They all watched her leave. Stewart made a mental note to get the lowdown from Larry about Julie.

“She is hot,” Stewart said.

“Smoking hot,” Ted said.

“Completely mate-worthy,” Sean said.

“Sexy A, triple F,” Roger said.

Jerry did not join in the rating of the new hostess and Stewart noticed. “Hey Bi-Way, you don’t think she’s hot? Oh right….you have strange standards.”

Stewart’s remark was one of many cut downs and barbs Jerry would hear over the weekend that echoed how he had obtained his peculiar nickname, Bi-Way.

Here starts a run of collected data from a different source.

impl ConvertGraph {
    /// Creates an empty graph.
    pub fn new() -> Self {
        ConvertGraph::default()
    }

    // -----------------------------------------------------------------------
    // Lookup
    // -----------------------------------------------------------------------

    /// Returns the live id at an arena index, if any.
    fn id_at(&self, idx: NodeIndex<u32>) -> Option<NodeId> {
        self.arena
            .node_weight(idx)
            .map(|entry| NodeId::new(idx.index() as u32, entry.generation))
    }

    fn entry(&self, id: NodeId) -> Option<&Entry> {
        self.arena
            .node_weight(id.into())
            .filter(|entry| entry.generation == id.generation)
    }

    /// Returns `true` if `id` names a live node.
    pub fn contains(&self, id: NodeId) -> bool {
        self.entry(id).is_some()
    }

    /// Looks up a live node.
    pub fn node(&self, id: NodeId) -> Option<&Node> {
        self.entry(id).map(|entry| &entry.node)
    }

    fn live_node(&self, id: NodeId) -> Result<&Node, CoreError> {
        self.node(id).ok_or(CoreError::NodeNotFound { id })
    }

    /// Checks that `r` names an existing output slot of a live node.
    pub fn check_output(&self, r: OutputRef) -> Result<(), CoreError> {
        let node = self.live_node(r.node)?;
        if usize::from(r.slot) >= node.slot_count() {
            return Err(CoreError::SlotOutOfRange {
                node: r.node,
                slot: r.slot,
                slots: node.slot_count(),
            });
        }
        Ok(())
    }

    /// All live node ids in arena index order.
    pub fn node_ids(&self) -> Vec<NodeId> {
        self.arena
            .node_indices()
            .filter_map(|idx| self.id_at(idx))
            .collect()
    }

    /// Iterates live nodes in arena index order.
    pub fn iter(&self) -> impl Iterator<Item = (NodeId, &Node)> + '_ {
        self.arena.node_indices().filter_map(move |idx| {
            let entry = self.arena.node_weight(idx)?;
            Some((NodeId::new(idx.index() as u32, entry.generation), &entry.node))
        })
    }

    /// Finds the first live node (arena order) with the given name.
    pub fn find_by_name(&self, name: &str) -> Option<NodeId> {
        self.iter()
            .find(|(_, node)| node.name == name)
            .map(|(id, _)| id)
    }

    pub fn node_count(&self) -> usize {
        self.arena.node_count()
    }

    pub fn edge_count(&self) -> usize {
        self.arena.edge_count()
    }

    // -----------------------------------------------------------------------
    // Construction
    // -----------------------------------------------------------------------

    /// Allocates a node whose input port `i` is bound to `inputs[i]`.
    ///
    /// Every input must name an existing slot of a live node. Because inputs
    /// can only point at nodes that already exist, construction through this
    /// method cannot introduce a cycle.
    pub fn add_node(&mut self, node: Node, inputs: &[OutputRef]) -> Result<NodeId, CoreError> {
        if inputs.len() > MAX_INPUTS {
            return Err(CoreError::TooManyInputs {
                count: inputs.len(),
                max: MAX_INPUTS,
            });
        }
        for &input in inputs {
            self.check_output(input)?;
        }

        let generation = self.next_generation;
        self.next_generation = self.next_generation.wrapping_add(1);
        let idx = self.arena.add_node(Entry { generation, node });

        for (port, input) in (0..=u16::MAX).zip(inputs) {
            self.arena
                .add_edge(input.node.into(), idx, Binding::new(input.slot, port));
        }

        Ok(NodeId::new(idx.index() as u32, generation))
    }

    /// Appends `r` to the graph's root outputs.
    pub fn add_output(&mut self, r: OutputRef) -> Result<(), CoreError> {
        self.check_output(r)?;
        self.outputs.push(r);
        Ok(())
    }

    /// The root outputs, in declaration order.
    pub fn outputs(&self) -> &[OutputRef] {
        &self.outputs
    }

    /// Returns `true` if some root output refers to `id`.
    pub fn is_root(&self, id: NodeId) -> bool {
        self.outputs.iter().any(|r| r.node == id)
    }

    // -----------------------------------------------------------------------
    // Producer / consumer index
    // -----------------------------------------------------------------------

    /// The ordered producer list of `id` (input port order).
    pub fn producers(&self, id: NodeId) -> Result<SmallVec<[OutputRef; 4]>, CoreError> {
        self.live_node(id)?;
        let mut bound: SmallVec<[(u16, OutputRef); 4]> = SmallVec::new();
        for edge in self.arena.edges_directed(id.into(), Direction::Incoming) {
            let source = self
                .id_at(edge.source())
                .ok_or(CoreError::EdgeNotFound { edge: edge.id().into() })?;
            let binding = edge.weight();
            bound.push((binding.port, source.output(binding.slot)));
        }
        bound.sort_by_key(|(port, _)| *port);
        Ok(bound.into_iter().map(|(_, r)| r).collect())
    }

    /// The producer bound to input `port` of `id`, if any.
    pub fn producer(&self, id: NodeId, port: u16) -> Option<OutputRef> {
        if !self.contains(id) {
            return None;
        }
        self.arena
            .edges_directed(id.into(), Direction::Incoming)
            .find(|edge| edge.weight().port == port)
            .and_then(|edge| {
                self.id_at(edge.source())
                    .map(|source| source.output(edge.weight().slot))
            })
    }

    /// Snapshot of every consumer binding of `id`, ordered by consumer index
    /// then port.
    pub fn consumers(&self, id: NodeId) -> Result<Vec<Consumer>, CoreError> {
        self.live_node(id)?;
        let mut consumers = Vec::new();
        for edge in self.arena.edges_directed(id.into(), Direction::Outgoing) {
            let target = self
                .id_at(edge.target())
                .ok_or(CoreError::EdgeNotFound { edge: edge.id().into() })?;
            let binding = edge.weight();
            consumers.push(Consumer {
                edge: edge.id().into(),
                producer: id.output(binding.slot),
                node: target,
                port: binding.port,
            });
        }
        consumers.sort_by_key(|c| (c.node.index, c.port));
        Ok(consumers)
    }

    /// Number of consumer bindings of `id` (0 for dead ids).
    pub fn consumer_count(&self, id: NodeId) -> usize {
        if !self.contains(id) {
            return 0;
        }
        self.arena
            .edges_directed(id.into(), Direction::Outgoing)
            .count()
    }

    // -----------------------------------------------------------------------
    // Mutation primitives used by rewiring
    // -----------------------------------------------------------------------

    /// Returns `true` if the snapshot `consumer` still describes a live edge:
    /// both endpoints alive and the edge still binds the same slot and port.
    pub fn is_bound(&self, consumer: &Consumer) -> bool {
        if !self.contains(consumer.producer.node) || !self.contains(consumer.node) {
            return false;
        }
        let idx: EdgeIndex<u32> = consumer.edge.into();
        match (self.arena.edge_endpoints(idx), self.arena.edge_weight(idx)) {
            (Some((source, target)), Some(binding)) => {
                source == consumer.producer.node.into()
                    && target == consumer.node.into()
                    && binding.slot == consumer.producer.slot
                    && binding.port == consumer.port
            }
            _ => false,
        }
    }

    /// Moves the binding described by `consumer` onto producer output `to`,
    /// keeping the consumer's input port.
    pub fn rebind(&mut self, consumer: &Consumer, to: OutputRef) -> Result<EdgeId, CoreError> {
        if !self.is_bound(consumer) {
            return Err(CoreError::EdgeNotFound { edge: consumer.edge });
        }
        self.check_output(to)?;
        self.arena.remove_edge(consumer.edge.into());
        let idx = self.arena.add_edge(
            to.node.into(),
            consumer.node.into(),
            Binding::new(to.slot, consumer.port),
        );
        Ok(idx.into())
    }

    /// Re-points every root output on `from` to the same slot of `to`.
    ///
    /// Returns how many outputs moved.
    pub fn redirect_outputs(&mut self, from: NodeId, to: NodeId) -> Result<usize, CoreError> {
        let slots = self.live_node(to)?.slot_count();
        let mut moved = 0;
        for r in self.outputs.iter().filter(|r| r.node == from) {
            if usize::from(r.slot) >= slots {
                return Err(CoreError::SlotOutOfRange {
                    node: to,
                    slot: r.slot,
                    slots,
                });
            }
        }
        for r in self.outputs.iter_mut().filter(|r| r.node == from) {
            r.node = to;
            moved += 1;
        }
        Ok(moved)
    }

    /// Removes a node that nothing refers to any more.
    ///
    /// Its own producer bindings go with it. Fails if a consumer edge or a
    /// root output still names the node; the node is handed back untouched
    /// otherwise.
    pub fn retire(&mut self, id: NodeId) -> Result<Node, CoreError> {
        self.live_node(id)?;
        let consumers = self.consumer_count(id);
        if consumers > 0 || self.is_root(id) {
            return Err(CoreError::StillReferenced { id, consumers });
        }
        self.arena
            .remove_node(id.into())
            .map(|entry| entry.node)
            .ok_or(CoreError::NodeNotFound { id })
    }

    /// Retires every candidate left with no consumers and no root output,
    /// then repeats for the producers those retirements released.
    ///
    /// Returns the retired ids in retirement order.
    pub fn reclaim_orphans<I>(&mut self, candidates: I) -> Vec<NodeId>
    where
        I: IntoIterator<Item = NodeId>,
    {
        let mut worklist: Vec<NodeId> = candidates.into_iter().collect();
        worklist.reverse();
        let mut retired = Vec::new();

        while let Some(id) = worklist.pop() {
            if !self.contains(id) || self.consumer_count(id) > 0 || self.is_root(id) {
                continue;
            }
            let released: SmallVec<[OutputRef; 4]> = self.producers(id).unwrap_or_default();
            if self.retire(id).is_ok() {
                retired.push(id);
                for r in released.iter().rev() {
                    worklist.push(r.node);
                }
            }
        }
        retired
    }

    // -----------------------------------------------------------------------
    // Traversal
    // -----------------------------------------------------------------------

    /// Live nodes in topological order (producers first).
    ///
    /// Kahn's algorithm; among ready nodes the lowest arena index goes first,
    /// so the order is a pure function of the graph's contents.
    pub fn topological_order(&self) -> Result<Vec<NodeId>, CoreError> {
        let mut in_degree: HashMap<NodeIndex<u32>, usize> = HashMap::new();
        let mut ready: BinaryHeap<Reverse<NodeIndex<u32>>> = BinaryHeap::new();

        for idx in self.arena.node_indices() {
            let degree = self
                .arena
                .edges_directed(idx, Direction::Incoming)
                .count();
            in_degree.insert(idx, degree);
            if degree == 0 {
                ready.push(Reverse(idx));
            }
        }

        let mut sorted = Vec::with_capacity(in_degree.len());
        while let Some(Reverse(idx)) = ready.pop() {
            if let Some(id) = self.id_at(idx) {
                sorted.push(id);
            }
            for edge in self.arena.edges_directed(idx, Direction::Outgoing) {
                if let Some(degree) = in_degree.get_mut(&edge.target()) {
                    *degree -= 1;
                    if *degree == 0 {
                        ready.push(Reverse(edge.target()));
                    }
                }
            }
        }

        // Nodes on a cycle never reach in-degree zero.
        let stuck = in_degree
            .iter()
            .filter(|(_, degree)| **degree > 0)
            .map(|(idx, _)| *idx)
            .min()
            .and_then(|idx| self.id_at(idx));
        if let Some(node) = stuck {
            return Err(CoreError::Cycle { node });
        }

        Ok(sorted)
    }

    /// Returns `true` if data flows from `from` to `to` along one or more
    /// edges (or `from == to`).
    pub fn reaches(&self, from: NodeId, to: NodeId) -> bool {
        if !self.contains(from) || !self.contains(to) {
            return false;
        }
        petgraph::algo::has_path_connecting(&self.arena, from.into(), to.into(), None)
    }

    /// Every live node some root output depends on.
    pub fn reachable(&self) -> HashSet<NodeId> {
        let mut seen = HashSet::new();
        let mut stack: Vec<NodeId> = self
            .outputs
            .iter()
            .map(|r| r.node)
            .filter(|id| self.contains(*id))
            .collect();

        while let Some(id) = stack.pop() {
            if !seen.insert(id) {
                continue;
            }
            for edge in self.arena.edges_directed(id.into(), Direction::Incoming) {
                if let Some(source) = self.id_at(edge.source()) {
                    stack.push(source);
                }
            }
        }
        seen
    }

    // -----------------------------------------------------------------------
    // Constant helpers for rules
    // -----------------------------------------------------------------------

    /// Returns `true` if `r` is produced by a constant node.
    pub fn is_constant(&self, r: OutputRef) -> bool {
        self.node(r.node).map_or(false, |n| n.kind.is_constant())
    }

    /// The params of the constant node producing `r`, if it is one.
    pub fn constant_value(&self, r: OutputRef) -> Option<&serde_json::Value> {
        self.node(r.node)
            .filter(|n| n.kind.is_constant())
            .map(|n| &n.params)
    }

    // -----------------------------------------------------------------------
    // Debug consistency assertion
    // -----------------------------------------------------------------------

    /// Verifies that every edge binds an existing slot and every root output
    /// names a live slot. Panics with a description otherwise.
    pub fn assert_consistency(&self) {
        for edge in self.arena.edge_indices() {
            let (source, target) = self
                .arena
                .edge_endpoints(edge)
                .expect("edge index from edge_indices has endpoints");
            let source_node = &self.arena[source].node;
            let binding = self.arena[edge];
            assert!(
                usize::from(binding.slot) < source_node.slot_count(),
                "edge {:?} binds slot {} of '{}' which has {} slot(s)",
                edge,
                binding.slot,
                source_node.name,
                source_node.slot_count()
            );
            assert!(
                self.arena.node_weight(target).is_some(),
                "edge {:?} targets a vacant index",
                edge
            );
        }
        for r in &self.outputs {
            assert!(
                self.check_output(*r).is_ok(),
                "graph output {} does not name a live slot",
                r
            );
        }
    }
}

During the first year after graduation, Stewart had convinced the guys to go to Vegas with him on the weekend following their spring break. They originally planned to go during spring break so Jerry could get himself laid. He had recently broken up with his college girlfriend and was in need of a one-night stand (or two), but Stewart wanted to get a feel for the city when it was at rest. He was sure the poker would be better, faster, and cleaner.

As a peace offering, Stewart rented a limousine on their first night to help Jerry find a girl. They all agreed if he got lucky, they would take a taxi back to the hotel. They stopped at a few places, but only found hookers and grandmothers. Jerry began doing double shots of Jack in the limousine. He buzzed the driver and the privacy divider slid down.

“C’mon driver,” I don’t want a hooker. I want someone half-decent that looks normal so I can send a selfie to my ex. I’m just looking for a little strange.”

The driver answered with a thick Russian accent. “If you look for strange, I know the place, guarantee you get sexed. Even guys no dicks, what you call them…like in China old days….”

“Eunuchs?” Jerry asked.

“Yeah, even them kind no problem getting laid here.”

Everyone in the limo laughed. The driver took them to a small strip mall a mile out past the Hog Ranch. The lounge was at the end of the row of stores, seemingly out of place with its blacked-out windows, and the entrance was around the back. A bouncer stood outside guarding a Take-A-Number stand, pulling tickets and collecting money for first drinks. Once inside, Jerry walked around the bar counting heads and calculating the gender ratio – seven women, five men, not including his friends. But something seemed awry with the women. They all looked alike, with dark skin and black thick hair. He feared a Mexican coyote had just dropped off the newest sex slaves. Jerry looked around for his crew and spotted them in the video poker room far away from the women. They had given him the field to hunt in.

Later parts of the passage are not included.